What lines of the material below include the string "hosts"? Copy all of them.

_____

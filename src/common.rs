//! Common types and functions shared by the client and server modules.

use crate::error::{Error, Result};
use std::net::{IpAddr, Ipv4Addr, SocketAddr};
use std::sync::Arc;
use std::time::Duration;
use tokio::sync::Mutex;

/// Buffer size of one copy pump read.
pub const READ_BUFFER_SIZE: usize = 8 * 1024;

/// Endpoint prefix that triggers TXT record discovery.
pub const TXT_SCHEME: &str = "txt://";

/// An endpoint after discovery and name resolution.
#[derive(Debug, Clone, PartialEq, Eq)]
pub struct ResolvedEndpoint {
    /// Concrete socket address.
    pub addr: SocketAddr,
    /// Host part as written (or as discovered), used for SNI.
    pub host: String,
}

/// Splits `host:port`, `[v6]:port` or `:port` into its parts.
///
/// An empty host is returned as-is and means "any interface".
pub fn split_host_port(endpoint: &str) -> std::result::Result<(String, u16), String> {
    let Some(colon_pos) = endpoint.rfind(':') else {
        return Err("missing port".to_string());
    };
    let host_part = &endpoint[..colon_pos];
    let port_part = &endpoint[colon_pos + 1..];

    let host = if host_part.starts_with('[') && host_part.ends_with(']') {
        &host_part[1..host_part.len() - 1]
    } else if host_part.contains(':') {
        return Err("IPv6 hosts must be enclosed in brackets".to_string());
    } else {
        host_part
    };

    let port: u16 = port_part
        .parse()
        .map_err(|_| format!("invalid port '{}'", port_part))?;

    Ok((host.to_string(), port))
}

/// Shared resolver for endpoint flags.
///
/// Host names go through the system resolver, so hosts files are honoured.
/// TXT discovery uses hickory-resolver, built on first use and reused.
pub struct DnsResolver {
    txt_resolver: Arc<
        Mutex<Option<hickory_resolver::Resolver<hickory_resolver::name_server::TokioConnectionProvider>>>,
    >,
}

impl DnsResolver {
    /// Creates a new DNS resolver.
    pub fn new() -> Self {
        Self {
            txt_resolver: Arc::new(Mutex::new(None)),
        }
    }

    /// Resolves an endpoint flag value.
    ///
    /// With `discovery` set, a `txt://name[:port]` value is first replaced by
    /// the first TXT record of `name`. Errors name `field`.
    pub async fn resolve_endpoint(
        &self,
        field: &'static str,
        value: &str,
        discovery: bool,
    ) -> Result<ResolvedEndpoint> {
        let endpoint = match value.strip_prefix(TXT_SCHEME) {
            Some(rest) if discovery => {
                let domain = txt_domain(rest);
                if domain.is_empty() {
                    return Err(Error::invalid_address(field, value, "empty discovery name"));
                }
                tracing::info!(field, domain, "resolving TXT record");
                let record = self.lookup_txt(domain).await?;
                tracing::info!(field, record = %record, "TXT record resolved");
                record
            }
            _ => value.to_string(),
        };

        let (host, port) =
            split_host_port(&endpoint).map_err(|reason| Error::invalid_address(field, value, reason))?;
        let addr = self
            .resolve(&host, port)
            .await
            .map_err(|reason| Error::invalid_address(field, value, reason))?;

        Ok(ResolvedEndpoint { addr, host })
    }

    /// Resolves a host and port into a socket address, preferring IPv4.
    pub async fn resolve(&self, host: &str, port: u16) -> std::result::Result<SocketAddr, String> {
        if host.is_empty() {
            return Ok(SocketAddr::new(IpAddr::V4(Ipv4Addr::UNSPECIFIED), port));
        }

        if let Ok(ip) = host.parse::<IpAddr>() {
            return Ok(SocketAddr::new(ip, port));
        }

        let addrs: Vec<SocketAddr> = tokio::net::lookup_host((host, port))
            .await
            .map_err(|e| format!("failed to resolve '{}': {}", host, e))?
            .collect();

        addrs
            .iter()
            .find(|addr| addr.is_ipv4())
            .or_else(|| addrs.first())
            .copied()
            .ok_or_else(|| format!("no addresses found for '{}'", host))
    }

    /// Returns the first TXT record of `domain` as one string.
    pub async fn lookup_txt(&self, domain: &str) -> Result<String> {
        let mut resolver_guard = self.txt_resolver.lock().await;
        if resolver_guard.is_none() {
            let resolver = hickory_resolver::Resolver::builder_tokio()
                .map_err(|e| Error::Discovery(format!("failed to create DNS resolver: {}", e)))?
                .build();
            *resolver_guard = Some(resolver);
        }

        let Some(resolver) = resolver_guard.as_ref() else {
            return Err(Error::Discovery("DNS resolver unavailable".to_string()));
        };

        let response = resolver
            .txt_lookup(domain)
            .await
            .map_err(|e| Error::Discovery(format!("TXT lookup for '{}' failed: {}", domain, e)))?;

        let record = response
            .iter()
            .next()
            .ok_or_else(|| Error::Discovery(format!("no TXT records found for domain: {}", domain)))?;

        Ok(record
            .txt_data()
            .iter()
            .map(|chunk| String::from_utf8_lossy(chunk))
            .collect::<String>()
            .trim()
            .to_string())
    }
}

impl Default for DnsResolver {
    fn default() -> Self {
        Self::new()
    }
}

/// Strips an optional `:port` suffix from a discovery name.
fn txt_domain(rest: &str) -> &str {
    rest.split(':').next().unwrap_or_default()
}

/// Formats a duration compactly, e.g. `1h2m3s` or `500ms`.
pub fn format_duration(d: Duration) -> String {
    let secs = d.as_secs();
    let nanos = d.subsec_nanos();

    if secs == 0 && nanos == 0 {
        return "0s".to_string();
    }

    let mut result = String::new();

    let hours = secs / 3600;
    let mins = (secs % 3600) / 60;
    let secs_remainder = secs % 60;

    if hours > 0 {
        result.push_str(&format!("{}h", hours));
    }
    if mins > 0 {
        result.push_str(&format!("{}m", mins));
    }
    if secs_remainder > 0 || (hours == 0 && mins == 0 && nanos == 0) {
        result.push_str(&format!("{}s", secs_remainder));
    } else if nanos > 0 && hours == 0 && mins == 0 && secs_remainder == 0 {
        let ms = nanos / 1_000_000;
        if ms > 0 {
            result.push_str(&format!("{}ms", ms));
        }
    }

    if result.is_empty() {
        "0s".to_string()
    } else {
        result
    }
}

#[cfg(test)]
mod tests {
    use super::*;

    #[test]
    fn test_split_host_port() {
        assert_eq!(
            split_host_port("localhost:4242").unwrap(),
            ("localhost".to_string(), 4242)
        );
        assert_eq!(split_host_port(":0").unwrap(), (String::new(), 0));
        assert_eq!(split_host_port("[::1]:22").unwrap(), ("::1".to_string(), 22));
    }

    #[test]
    fn test_split_host_port_rejects_bad_port() {
        assert!(split_host_port("x:x").unwrap_err().contains("invalid port"));
        assert!(split_host_port("host:70000").is_err());
        assert_eq!(split_host_port("localhost").unwrap_err(), "missing port");
    }

    #[test]
    fn test_split_host_port_rejects_bare_ipv6() {
        assert!(split_host_port("::1:22").is_err());
    }

    #[test]
    fn test_txt_domain_strips_port() {
        assert_eq!(txt_domain("ssh.example.com:4242"), "ssh.example.com");
        assert_eq!(txt_domain("ssh.example.com"), "ssh.example.com");
        assert_eq!(txt_domain(""), "");
    }

    #[test]
    fn test_format_duration_seconds() {
        assert_eq!(format_duration(Duration::from_secs(10)), "10s");
        assert_eq!(format_duration(Duration::from_secs(3)), "3s");
    }

    #[test]
    fn test_format_duration_zero() {
        assert_eq!(format_duration(Duration::from_secs(0)), "0s");
    }

    #[test]
    fn test_format_duration_mixed() {
        assert_eq!(
            format_duration(Duration::from_secs(3600 + 1800 + 10)),
            "1h30m10s"
        );
        assert_eq!(format_duration(Duration::from_millis(500)), "500ms");
    }

    #[tokio::test]
    async fn test_resolve_ip_address() {
        let resolver = DnsResolver::new();
        let addr = resolver.resolve("127.0.0.1", 8080).await.unwrap();
        assert_eq!(addr.ip(), Ipv4Addr::new(127, 0, 0, 1));
        assert_eq!(addr.port(), 8080);
    }

    #[tokio::test]
    async fn test_resolve_empty_host_is_wildcard() {
        let resolver = DnsResolver::new();
        let addr = resolver.resolve("", 0).await.unwrap();
        assert!(addr.ip().is_unspecified());
        assert_eq!(addr.port(), 0);
    }

    #[tokio::test]
    async fn test_resolve_endpoint_reports_field() {
        let resolver = DnsResolver::new();
        let err = resolver
            .resolve_endpoint("--sshdaddr", "x:x", true)
            .await
            .unwrap_err();
        let msg = err.to_string();
        assert!(msg.contains("--sshdaddr"), "{msg}");
        assert!(msg.contains("invalid port"), "{msg}");
    }

    #[tokio::test]
    async fn test_resolve_endpoint_rejects_empty_discovery_name() {
        let resolver = DnsResolver::new();
        let err = resolver
            .resolve_endpoint("--addr", "txt://:4242", true)
            .await
            .unwrap_err();
        assert!(err.to_string().contains("--addr"));
    }

    #[tokio::test]
    async fn test_resolve_endpoint_without_discovery_treats_txt_literally() {
        let resolver = DnsResolver::new();
        let result = resolver
            .resolve_endpoint("--bind", "txt://example.com", false)
            .await;
        assert!(result.is_err());
    }

    #[tokio::test]
    async fn test_resolve_endpoint_ipv6() {
        let resolver = DnsResolver::new();
        let endpoint = resolver
            .resolve_endpoint("--addr", "[::1]:4242", true)
            .await
            .unwrap();
        assert_eq!(endpoint.addr.port(), 4242);
        assert_eq!(endpoint.host, "::1");
    }
}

_____

▶ **Output**:
        return Err("IPv6 hosts must be enclosed in brackets".to_string());
/// Host names go through the system resolver, so hosts files are honoured.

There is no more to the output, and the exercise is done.